Dataset:

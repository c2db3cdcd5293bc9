//! The primary `LeemImage` object, which parses
//! a `.dat` file into its header, metadata, and pixels.
use std::fs::File;
use std::io::{BufReader, Read, Seek};
use std::path::Path;

use chrono::NaiveDateTime;
use ndarray::prelude::*;
use tracing::{debug, info_span};

use crate::data::image::{load_pixels, Dimensions};
use crate::data::processing::{
    normalize_on_ccd, BackgroundFilter, LevelEstimator, LevelRegion,
};
use crate::file_data::FileHeader;
use crate::metadata::{decode_metadata, read_metadata_block, FieldOfView, Metadata};
use crate::utils::LeemError;

/// A fully decoded U-View image. Built once per file and
/// not modified afterwards; the processing methods return
/// new arrays.
#[derive(Debug, Clone)]
pub struct LeemImage {
    filename : Option<String>,
    header : FileHeader,
    metadata : Metadata,
    pixels : Array2<u16>,
    field_of_view : FieldOfView,
    is_leed : bool,
}

impl LeemImage {

    /// Opens and decodes a file. The file is closed again
    /// before this returns, whether or not decoding succeeded.
    ///
    /// # Arguments
    ///
    /// * `path` - Path of the `.dat` file to open
    ///
    /// # Example
    ///
    /// ```rust, ignore
    /// let image = LeemImage::open("Au111_LEEM.dat")?;
    /// println!("{} x {}", image.width(), image.height());
    /// ```
    pub fn open<P : AsRef<Path>>(path : P) -> Result<Self, LeemError> {
        let path = path.as_ref();
        let _span = info_span!("leem_file", path = %path.display()).entered();

        let file = File::open(path)?;
        let mut reader = BufReader::new(file);
        let mut image = Self::from_reader(&mut reader)?;
        image.filename = Some(path.display().to_string());
        Ok(image)
    }

    /// Decodes an image from any seekable byte source. The
    /// source is rewound first; the pixel payload is located
    /// from its end.
    pub fn from_reader<R : Read + Seek>(reader : &mut R) -> Result<Self, LeemError> {
        reader.rewind()?;
        let header = FileHeader::from_reader(reader)?;
        let dimensions = Dimensions::from_header(&header)?;
        debug!(
            id = %header.id,
            width = dimensions.xdim,
            height = dimensions.ydim,
            timestamp = ?header.timestamp,
            "Header"
        );

        let block = read_metadata_block(reader, &header)?;
        let data_start = reader.stream_position()?;
        let decoded = decode_metadata(&block);

        let pixels = load_pixels(reader, &dimensions, data_start)?;

        Ok(LeemImage {
            filename : None,
            header,
            metadata : decoded.metadata,
            pixels,
            field_of_view : decoded.field_of_view,
            is_leed : decoded.is_leed,
        })
    }

    /// Path the image was opened from, if any
    pub fn filename(&self) -> Option<&str> {
        self.filename.as_deref()
    }

    pub fn header(&self) -> &FileHeader {
        &self.header
    }

    pub fn metadata(&self) -> &Metadata {
        &self.metadata
    }

    /// `height x width` samples, row 0 at the top
    pub fn pixels(&self) -> &Array2<u16> {
        &self.pixels
    }

    pub fn width(&self) -> usize {
        self.pixels.ncols()
    }

    pub fn height(&self) -> usize {
        self.pixels.nrows()
    }

    pub fn dimensions(&self) -> Dimensions {
        Dimensions::new(self.width(), self.height())
    }

    pub fn field_of_view(&self) -> &FieldOfView {
        &self.field_of_view
    }

    /// True for diffraction (LEED) images
    pub fn is_leed(&self) -> bool {
        self.is_leed
    }

    pub fn timestamp(&self) -> Option<NaiveDateTime> {
        self.header.timestamp
    }

    /// Divides this image by a CCD reference image and scales
    /// the result to a maximum of 1.0.
    ///
    /// ## Errors
    ///
    /// * `LeemError::DimensionsError` - if the images differ in size
    pub fn normalize_on_ccd(&self, ccd : &LeemImage) -> Result<Array2<f64>, LeemError> {
        Ok(normalize_on_ccd(&self.pixels.view(), &ccd.pixels.view())?)
    }

    /// High-pass residual of this image, see `BackgroundFilter`
    pub fn filter_inelastic_background(&self, filter : &BackgroundFilter) -> Array2<f64> {
        filter.apply(&self.pixels.view())
    }

    /// Diffraction images use the full frame for levels, real-space
    /// images only the square inside the channelplate.
    pub fn level_region(&self) -> LevelRegion {
        if self.is_leed { LevelRegion::Full } else { LevelRegion::InnerSquare }
    }

    /// `(min_level, max_level)` for displaying this image
    pub fn levels(&self) -> Option<(f64, f64)> {
        self.levels_with(&LevelEstimator::default())
    }

    pub fn levels_with(&self, estimator : &LevelEstimator) -> Option<(f64, f64)> {
        estimator.estimate(&self.pixels.view(), self.level_region())
    }

    /// Levels of data derived from this image (e.g. CCD-normalized),
    /// cropped the way this image would be.
    pub fn levels_of<A>(&self, data : &ArrayView2<A>) -> Option<(f64, f64)>
    where A : Copy + Into<f64> {
        LevelEstimator::default().estimate(data, self.level_region())
    }
}
//! Walks the tagged metadata block record by record and folds the
//! records into a `Metadata` map plus the field of view flags.

use tracing::{error, info, warn};

use crate::metadata::records::{
    parser_for, McpPlate, MetadataRecord, RecordError, END_TAG,
};
use crate::metadata::values::{Averaging, FieldOfView, Metadata, MetadataValue};

/// Iterates over the records of a metadata block, yielding
/// `(position, record)` where `position` is the offset of the tag byte.
///
/// Stops at the end tag, at the end of the block, or after yielding
/// a `Truncated` error. Unknown tags are yielded as
/// `MetadataRecord::Unknown` and are assumed to carry no payload: if
/// they actually do, every record after them is misread.
pub struct RecordIterator<'block> {
    block : &'block [u8],
    position : usize,
    finished : bool,
}

impl<'block> RecordIterator<'block> {
    pub fn new(block : &'block [u8]) -> Self {
        RecordIterator { block, position : 0, finished : false }
    }
}

impl<'block> Iterator for RecordIterator<'block> {
    type Item = (usize, Result<MetadataRecord, RecordError>);

    fn next(&mut self) -> Option<Self::Item> {
        if self.finished {
            return None;
        }
        let position = self.position;
        let tag = match self.block.get(position) {
            Some(&END_TAG) | None => {
                self.finished = true;
                return None;
            }
            Some(&tag) => tag,
        };
        let payload = &self.block[position + 1..];

        let (item, offset) = match parser_for(tag) {
            Some(parse) => match parse(tag, payload) {
                Ok((record, offset)) => (Ok(record), offset),
                Err(err) => match err.offset() {
                    Some(offset) => (Err(err), offset),
                    None => {
                        self.finished = true;
                        (Err(err), 0)
                    }
                },
            },
            None => (Ok(MetadataRecord::Unknown(tag)), 0),
        };

        self.position = position + offset + 1;
        Some((position, item))
    }
}

/// Everything recovered from a metadata block
#[derive(Debug, Clone, Default, PartialEq)]
pub struct DecodedMetadata {
    pub metadata : Metadata,
    pub field_of_view : FieldOfView,
    pub is_leed : bool,
}

impl DecodedMetadata {
    /// Folds one record in, logging it
    fn apply(&mut self, position : usize, record : MetadataRecord) {
        match record {
            MetadataRecord::Standard { name, value, unit } => {
                info!(position, name = %name, value, unit = %unit, "Metadata field");
                self.metadata.insert(name, MetadataValue::quantity(value, unit.symbol()));
            },
            MetadataRecord::FieldOfView { text, calibration } => {
                self.apply_field_of_view(&text);
                info!(position, calibration, "FOV cal. factor");
                self.metadata.insert("FOV cal. factor", MetadataValue::Number(calibration));
            },
            MetadataRecord::CameraExposure { seconds, averaging } => {
                info!(
                    position,
                    seconds,
                    averaging,
                    classification = %Averaging::from_byte(averaging),
                    "Camera Exposure"
                );
                self.metadata.insert("Camera Exposure", MetadataValue::quantity(seconds, "s"));
                self.metadata.insert("Average Images", MetadataValue::Integer(averaging as i64));
            },
            MetadataRecord::Gauge { name, unit, value } => {
                info!(position, name = %name, value, unit = %unit, "Pressure gauge");
                self.metadata.insert(name, MetadataValue::Quantity { value, unit });
            },
            MetadataRecord::StagePosition { x, y } => {
                info!(position, x, y, "Mitutoyo position (mm)");
                self.metadata.insert("Mitutoyo X", MetadataValue::quantity(x, "mm"));
                self.metadata.insert("Mitutoyo Y", MetadataValue::quantity(y, "mm"));
            },
            MetadataRecord::ImageTitle(title) => {
                info!(position, title = %title, "Image Title");
                self.metadata.insert("Image Title", MetadataValue::Text(title));
            },
            MetadataRecord::MirrorState { index, state } => {
                info!(position, index, state, "Mirror state");
                self.metadata.insert(format!("MirrorState{}", index), MetadataValue::Integer(state as i64));
            },
            MetadataRecord::Mcp { plate, volts } => {
                let name = match plate {
                    McpPlate::Screen => "MCPscreen",
                    McpPlate::ChannelPlate => "MCPchannelplate",
                };
                info!(position, name, volts, "MCP voltage");
                self.metadata.insert(name, MetadataValue::quantity(volts, "V"));
            },
            MetadataRecord::Unknown(tag) => {
                warn!(
                    tag,
                    position,
                    "Unknown field tag. This and following data fields might be misinterpreted!"
                );
            },
        }
    }

    /// `LEED...` marks a diffraction image, `none...` has no field of
    /// view, anything else should be `<number>µm`.
    fn apply_field_of_view(&mut self, text : &str) {
        if text.starts_with("LEED") {
            info!(fov = "LEED", "Field Of View");
            self.is_leed = true;
            self.field_of_view = FieldOfView::Absent;
        } else if text.starts_with("none") {
            info!(fov = "None", "Field Of View");
            self.field_of_view = FieldOfView::Absent;
        } else {
            self.is_leed = false;
            match parse_micrometers(text) {
                Some(value) => {
                    info!(fov = value, unit = FieldOfView::UNIT, "Field Of View");
                    self.field_of_view = FieldOfView::Micrometers(value);
                },
                None => error!(fov = %text, "FOV field tag: unknown string detected"),
            }
        }
    }
}

/// `"12.5µm"` -> `12.5`
fn parse_micrometers(text : &str) -> Option<f64> {
    text.split(FieldOfView::UNIT).next()?.trim().parse::<f64>().ok()
}

/// Decodes a whole metadata block. Never fails: malformed records
/// are logged and skipped, and a record running off the end of the
/// block ends decoding with whatever was read before it.
pub fn decode_metadata(block : &[u8]) -> DecodedMetadata {
    let mut decoded = DecodedMetadata::default();
    for (position, item) in RecordIterator::new(block) {
        match item {
            Ok(record) => decoded.apply(position, record),
            Err(err @ RecordError::Truncated { .. }) => {
                warn!(position, error = %err, "Metadata block ends inside a record");
            },
            Err(err) => {
                warn!(position, error = %err, "Skipping malformed metadata field");
            },
        }
    }
    decoded
}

Exercise directions:
Copy the material above word for word, taking the first line, the line containing "let file = File::open(path)?;", and every line between them, and nothing else.

Answer to this exercise:
repository c2db3cdcd5293bc9
//! The primary `LeemImage` object, which parses
//! a `.dat` file into its header, metadata, and pixels.
use std::fs::File;
use std::io::{BufReader, Read, Seek};
use std::path::Path;

use chrono::NaiveDateTime;
use ndarray::prelude::*;
use tracing::{debug, info_span};

use crate::data::image::{load_pixels, Dimensions};
use crate::data::processing::{
    normalize_on_ccd, BackgroundFilter, LevelEstimator, LevelRegion,
};
use crate::file_data::FileHeader;
use crate::metadata::{decode_metadata, read_metadata_block, FieldOfView, Metadata};
use crate::utils::LeemError;

/// A fully decoded U-View image. Built once per file and
/// not modified afterwards; the processing methods return
/// new arrays.
#[derive(Debug, Clone)]
pub struct LeemImage {
    filename : Option<String>,
    header : FileHeader,
    metadata : Metadata,
    pixels : Array2<u16>,
    field_of_view : FieldOfView,
    is_leed : bool,
}

impl LeemImage {

    /// Opens and decodes a file. The file is closed again
    /// before this returns, whether or not decoding succeeded.
    ///
    /// # Arguments
    ///
    /// * `path` - Path of the `.dat` file to open
    ///
    /// # Example
    ///
    /// ```rust, ignore
    /// let image = LeemImage::open("Au111_LEEM.dat")?;
    /// println!("{} x {}", image.width(), image.height());
    /// ```
    pub fn open<P : AsRef<Path>>(path : P) -> Result<Self, LeemError> {
        let path = path.as_ref();
        let _span = info_span!("leem_file", path = %path.display()).entered();

        let file = File::open(path)?;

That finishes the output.